We discussed this vulnerability during Episode 82 on 14 September 2021

The cool part of this paper is the speculative type confusion attack where the browser’s optimizer is trained to expect a memory access will be a uint8 array, and the CPU branch predictor that it will always go down that path. Then the attack changes both conditions leading to the CPU speculatively executing the uint8 access using data from another object, aligned in memory such that two 32bit value in JavaScript become one 64bit value.

There are a number of gotchas or conditions that are needed for this attack. For example the authors need to prevent Chrome from deoptimizing the code when the type of the access changes. They manage this by attempting to keep the entire attack within the speculation window from a mispredicted branch so to Chrome it never accesses the array with the wrong type.

This leads into another problem, the speculation window for this attack needs to be quite large. Under the original Specter attack all that was needed was an L1 cache eviction primitive, cause speculation on the evicted value and you’d have a 10 cycle speculation window while the value was retrieved from the L2 cache. For this attack a Last-Level Cache eviction primitive is necessary which gives a considerable longer speculation window as the value is retrieved from system memory. It is worth pointing out here that while the attack could work against AMD CPUs also, the authors were unable to discover a reliable LLC eviction primitive.

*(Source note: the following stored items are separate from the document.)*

//! Typed shapes for the OpenAI-compatible Chat Completions API: the upstream
//! request/response/SSE-chunk contracts this proxy speaks. See SPEC_FULL.md
//! §3.2 and §3.4.

use serde::{Deserialize, Serialize};
use serde_with::skip_serializing_none;

pub const CHAT_COMPLETIONS_PATH: &str = "/v1/chat/completions";

#[derive(Serialize, Deserialize, Debug, Clone, Copy, PartialEq, Eq)]
#[serde(rename_all = "lowercase")]
pub enum Role {
    System,
    User,
    Assistant,
    Tool,
}

#[derive(Serialize, Deserialize, Debug, Clone)]
#[serde(untagged)]
pub enum MessageContent {
    Text(String),
    Parts(Vec<ContentPart>),
}

#[derive(Serialize, Deserialize, Debug, Clone)]
#[serde(tag = "type", rename_all = "snake_case")]
pub enum ContentPart {
    Text { text: String },
    ImageUrl { image_url: ImageUrl },
}

#[skip_serializing_none]
#[derive(Serialize, Deserialize, Debug, Clone)]
pub struct ImageUrl {
    pub url: String,
    pub detail: Option<String>,
}

#[skip_serializing_none]
#[derive(Serialize, Deserialize, Debug, Clone)]
pub struct Message {
    pub role: Role,
    pub content: Option<MessageContent>,
    pub name: Option<String>,
    pub tool_calls: Option<Vec<ToolCall>>,
    pub tool_call_id: Option<String>,
}

impl Message {
    pub fn system(content: String) -> Self {
        Self {
            role: Role::System,
            content: Some(MessageContent::Text(content)),
            name: None,
            tool_calls: None,
            tool_call_id: None,
        }
    }
}

#[derive(Serialize, Deserialize, Debug, Clone)]
pub struct ToolCall {
    pub id: String,
    #[serde(rename = "type")]
    pub call_type: ToolCallType,
    pub function: FunctionCall,
}

#[derive(Serialize, Deserialize, Debug, Clone, Copy, PartialEq, Eq)]
#[serde(rename_all = "snake_case")]
pub enum ToolCallType {
    Function,
}

#[derive(Serialize, Deserialize, Debug, Clone)]
pub struct FunctionCall {
    pub name: String,
    pub arguments: String,
}

#[skip_serializing_none]
#[derive(Serialize, Deserialize, Debug, Clone)]
pub struct Tool {
    #[serde(rename = "type")]
    pub tool_type: ToolCallType,
    pub function: FunctionDef,
}

#[skip_serializing_none]
#[derive(Serialize, Deserialize, Debug, Clone)]
pub struct FunctionDef {
    pub name: String,
    pub description: Option<String>,
    pub parameters: serde_json::Value,
}

#[derive(Serialize, Deserialize, Debug, Clone)]
#[serde(untagged)]
pub enum ToolChoice {
    Mode(ToolChoiceMode),
    Function {
        #[serde(rename = "type")]
        choice_type: ToolCallType,
        function: ToolChoiceFunction,
    },
}

#[derive(Serialize, Deserialize, Debug, Clone, Copy, PartialEq, Eq)]
#[serde(rename_all = "lowercase")]
pub enum ToolChoiceMode {
    Auto,
    Required,
    None,
}

#[derive(Serialize, Deserialize, Debug, Clone)]
pub struct ToolChoiceFunction {
    pub name: String,
}

/// Either a single stop string or a short list of them (SPEC_FULL.md §4.2
/// step 4: Anthropic's `stop_sequences` collapses to a bare string when it
/// has exactly one entry).
#[derive(Serialize, Deserialize, Debug, Clone)]
#[serde(untagged)]
pub enum StopSequences {
    Single(String),
    Many(Vec<String>),
}

#[skip_serializing_none]
#[derive(Serialize, Deserialize, Debug, Clone)]
pub struct ChatCompletionsRequest {
    pub model: String,
    pub messages: Vec<Message>,
    pub temperature: Option<f32>,
    pub top_p: Option<f32>,
    pub max_tokens: Option<u32>,
    pub stream: Option<bool>,
    pub stop: Option<StopSequences>,
    pub tools: Option<Vec<Tool>>,
    pub tool_choice: Option<ToolChoice>,
    pub user: Option<String>,
}

#[derive(Serialize, Deserialize, Debug, Clone, Copy, PartialEq, Eq)]
#[serde(rename_all = "snake_case")]
pub enum FinishReason {
    Stop,
    Length,
    ToolCalls,
    ContentFilter,
}

#[skip_serializing_none]
#[derive(Serialize, Deserialize, Debug, Clone, Default)]
pub struct Usage {
    pub prompt_tokens: u32,
    pub completion_tokens: u32,
    pub total_tokens: u32,
}

#[skip_serializing_none]
#[derive(Serialize, Deserialize, Debug, Clone)]
pub struct ChatCompletionsResponse {
    pub id: String,
    pub model: String,
    pub choices: Vec<Choice>,
    pub usage: Option<Usage>,
}

#[skip_serializing_none]
#[derive(Serialize, Deserialize, Debug, Clone)]
pub struct Choice {
    pub index: u32,
    pub message: ResponseMessage,
    pub finish_reason: Option<FinishReason>,
}

#[skip_serializing_none]
#[derive(Serialize, Deserialize, Debug, Clone)]
pub struct ResponseMessage {
    pub role: Role,
    pub content: Option<String>,
    pub tool_calls: Option<Vec<ToolCall>>,
}

// --- Streaming chunk shapes (SPEC_FULL.md §3.4) ---

#[skip_serializing_none]
#[derive(Serialize, Deserialize, Debug, Clone)]
pub struct ChatCompletionsStreamResponse {
    pub id: String,
    pub model: String,
    pub choices: Vec<StreamChoice>,
    pub usage: Option<Usage>,
}

#[skip_serializing_none]
#[derive(Serialize, Deserialize, Debug, Clone)]
pub struct StreamChoice {
    pub index: u32,
    pub delta: StreamDelta,
    pub finish_reason: Option<FinishReason>,
}

#[skip_serializing_none]
#[derive(Serialize, Deserialize, Debug, Clone, Default)]
pub struct StreamDelta {
    pub role: Option<Role>,
    pub content: Option<String>,
    pub tool_calls: Option<Vec<ToolCallDelta>>,
}

#[skip_serializing_none]
#[derive(Serialize, Deserialize, Debug, Clone)]
pub struct ToolCallDelta {
    pub index: u32,
    pub id: Option<String>,
    pub function: Option<FunctionCallDelta>,
}

#[skip_serializing_none]
#[derive(Serialize, Deserialize, Debug, Clone, Default)]
pub struct FunctionCallDelta {
    pub name: Option<String>,
    pub arguments: Option<String>,
}
//! Supervisor owning the replication tasks of every collection.

use std::collections::HashMap;
use std::sync::Arc;
use std::time::Duration;
use tokio::sync::Mutex;
use tokio::task::JoinHandle;
use tokio_util::sync::CancellationToken;
use tracing::{debug, info};

use wcpos_common::{CollectionName, Error, ReplicationIdentifier, Result};
use wcpos_remote::RemoteResourceClient;
use wcpos_store::LocalCollection;

use crate::audit::IdAuditReplicator;
use crate::checkpoint::RunOutcome;
use crate::config::ReplicationConfig;
use crate::connectivity::ConnectivityGate;
use crate::sync::SyncReplicator;
use crate::task::{ReplicationTask, Replicator, TaskSchedule, TaskTrigger};

/// Result of [`ReplicationSupervisor::ensure`].
#[derive(Debug, Clone, Copy, PartialEq, Eq)]
pub enum EnsureOutcome {
    /// At least one task was started.
    Started,
    /// Both tasks were already running.
    AlreadyRunning,
}

/// Live tasks, plus cancelled ones whose last run may still be in flight.
#[derive(Default)]
struct Registry {
    live: HashMap<ReplicationIdentifier, ReplicationTask>,
    retired: HashMap<ReplicationIdentifier, ReplicationTask>,
}

impl Registry {
    fn prune(&mut self) {
        self.live.retain(|_, task| !task.is_finished());
        self.retired.retain(|_, task| !task.is_finished());
    }

    fn retire(&mut self, id: ReplicationIdentifier, task: ReplicationTask) {
        task.cancel();
        // Any earlier retired task for `id` is owned by `task` as its predecessor.
        self.retired.insert(id, task);
    }
}

/// Runs one audit task and one sync task per collection.
///
/// Tasks are keyed by [`ReplicationIdentifier`], so a collection never has
/// two tasks of the same mode. Cancelled tasks are deregistered and must be
/// started again with [`ensure`](Self::ensure); a task started that way
/// waits until the cancelled one has exited.
pub struct ReplicationSupervisor {
    remote: Arc<dyn RemoteResourceClient>,
    config: ReplicationConfig,
    tasks: Mutex<Registry>,
    root: CancellationToken,
}

impl ReplicationSupervisor {
    /// Create a supervisor replicating from `remote`. No task runs until
    /// [`ensure`](Self::ensure).
    pub fn new(remote: Arc<dyn RemoteResourceClient>, config: ReplicationConfig) -> Self {
        Self {
            remote,
            config,
            tasks: Mutex::new(Registry::default()),
            root: CancellationToken::new(),
        }
    }

    /// Settings every task is started with.
    pub fn config(&self) -> &ReplicationConfig {
        &self.config
    }

    /// Start replication of `collection` unless it is already running.
    ///
    /// The sync task starts first so the audit can hand it newly discovered
    /// ids right away.
    pub async fn ensure(&self, collection: Arc<dyn LocalCollection>) -> EnsureOutcome {
        let name = collection.name().clone();
        let sync_id = ReplicationIdentifier::sync(&name);
        let audit_id = ReplicationIdentifier::audit(&name);

        let mut registry = self.tasks.lock().await;
        registry.prune();

        if registry.live.contains_key(&sync_id) && registry.live.contains_key(&audit_id) {
            debug!("Replication of {} already running", name);
            return EnsureOutcome::AlreadyRunning;
        }

        let sync_trigger = match registry.live.get(&sync_id) {
            Some(task) => task.trigger(),
            None => {
                let replicator =
                    SyncReplicator::new(collection.clone(), self.remote.clone(), &self.config);
                let previous = registry.retired.remove(&sync_id);
                let task = self.spawn(Arc::new(replicator), self.config.live_interval, previous);
                let trigger = task.trigger();
                registry.live.insert(sync_id, task);
                trigger
            }
        };

        if !registry.live.contains_key(&audit_id) {
            let replicator = IdAuditReplicator::new(collection, self.remote.clone(), &self.config)
                .with_follow_up(sync_trigger);
            let previous = registry.retired.remove(&audit_id);
            let task = self.spawn(Arc::new(replicator), self.config.audit_interval, previous);
            registry.live.insert(audit_id, task);
        }

        info!("Replication of {} started", name);
        EnsureOutcome::Started
    }

    fn spawn(
        &self,
        replicator: Arc<dyn Replicator>,
        interval: Duration,
        previous: Option<ReplicationTask>,
    ) -> ReplicationTask {
        let schedule = TaskSchedule {
            interval,
            backoff: self.config.run_backoff(interval),
            trigger_queue: self.config.trigger_queue,
        };
        ReplicationTask::spawn_after(replicator, schedule, self.root.child_token(), previous)
    }

    /// Cancel and deregister every task.
    ///
    /// # Returns
    /// Number of tasks cancelled.
    pub async fn cancel_all(&self) -> usize {
        let mut registry = self.tasks.lock().await;
        let drained: Vec<_> = registry.live.drain().collect();
        let cancelled = drained.len();
        for (id, task) in drained {
            registry.retire(id, task);
        }
        if cancelled > 0 {
            info!("Cancelled {} replication tasks", cancelled);
        }
        cancelled
    }

    /// Cancel and deregister the tasks of one collection.
    ///
    /// # Returns
    /// Number of tasks cancelled.
    pub async fn dispose(&self, collection: &CollectionName) -> usize {
        let mut registry = self.tasks.lock().await;
        let mut cancelled = 0;
        for id in [
            ReplicationIdentifier::sync(collection),
            ReplicationIdentifier::audit(collection),
        ] {
            if let Some(task) = registry.live.remove(&id) {
                registry.retire(id, task);
                cancelled += 1;
            }
        }
        if cancelled > 0 {
            info!("Replication of {} disposed", collection);
        }
        cancelled
    }

    async fn trigger_for(&self, id: &ReplicationIdentifier) -> Option<TaskTrigger> {
        self.tasks.lock().await.live.get(id).map(ReplicationTask::trigger)
    }

    /// Ask the sync task of `collection` for an immediate pull.
    ///
    /// # Returns
    /// `false` if the collection is not replicating.
    pub async fn trigger_sync(&self, collection: &CollectionName) -> bool {
        match self.trigger_for(&ReplicationIdentifier::sync(collection)).await {
            Some(trigger) => trigger.run(),
            None => false,
        }
    }

    /// Ask the audit task of `collection` for an immediate pass.
    ///
    /// # Returns
    /// `false` if the collection is not replicating.
    pub async fn trigger_audit(&self, collection: &CollectionName) -> bool {
        match self.trigger_for(&ReplicationIdentifier::audit(collection)).await {
            Some(trigger) => trigger.run(),
            None => false,
        }
    }

    /// Run a pull now and wait for its outcome.
    ///
    /// # Errors
    /// - `Error::NotFound` if the collection is not replicating
    /// - Any failure of the run itself
    pub async fn run_sync_now(&self, collection: &CollectionName) -> Result<RunOutcome> {
        self.run_now(ReplicationIdentifier::sync(collection)).await
    }

    /// Run an audit pass now and wait for its outcome.
    pub async fn run_audit_now(&self, collection: &CollectionName) -> Result<RunOutcome> {
        self.run_now(ReplicationIdentifier::audit(collection)).await
    }

    async fn run_now(&self, id: ReplicationIdentifier) -> Result<RunOutcome> {
        let trigger = self
            .trigger_for(&id)
            .await
            .ok_or_else(|| Error::NotFound(format!("{} is not registered", id)))?;
        trigger.run_and_wait().await
    }

    /// Identifiers of registered tasks, sorted.
    pub async fn registered(&self) -> Vec<ReplicationIdentifier> {
        let mut ids: Vec<_> = self.tasks.lock().await.live.keys().cloned().collect();
        ids.sort_by_key(ToString::to_string);
        ids
    }

    /// Whether either task of `collection` is registered.
    pub async fn is_registered(&self, collection: &CollectionName) -> bool {
        let registry = self.tasks.lock().await;
        registry.live.contains_key(&ReplicationIdentifier::sync(collection))
            || registry.live.contains_key(&ReplicationIdentifier::audit(collection))
    }

    /// Cancel every task whenever connectivity drops.
    ///
    /// Tasks are not restarted on reconnect; callers re-run
    /// [`ensure`](Self::ensure).
    pub fn watch_connectivity(self: Arc<Self>, mut gate: ConnectivityGate) -> JoinHandle<()> {
        tokio::spawn(async move {
            loop {
                tokio::select! {
                    biased;
                    _ = self.root.cancelled() => break,
                    change = gate.changed() => match change {
                        Some(false) => {
                            let cancelled = self.cancel_all().await;
                            info!("Connectivity lost; cancelled {} replication tasks", cancelled);
                        }
                        Some(true) => debug!("Connectivity restored"),
                        None => break,
                    },
                }
            }
        })
    }

    /// Cancel every task and wait for all of them to exit, including
    /// tasks cancelled earlier.
    pub async fn shutdown(&self) {
        self.root.cancel();
        let drained: Vec<_> = {
            let mut registry = self.tasks.lock().await;
            let mut drained: Vec<_> = registry.live.drain().collect();
            drained.extend(registry.retired.drain());
            drained
        };
        for (_, task) in drained {
            task.shutdown().await;
        }
        info!("Replication supervisor shut down");
    }
}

Another problem was that while they needed to trigger the LLC eviction, they also needed some of the information within the object to remain in the cache. To do this they coerced Chrome into compacting a set of objects in memory, and sizing the objects such that they wouldn’t quite fill an entire cache line, leading to a guarentee that there would be at least one object that straddled the boundary between 64 byte cache lines.

All of this adds up to the ability to speculate and leak information across the entire 64bit process space despite the 32bit addressing using by the JS engine.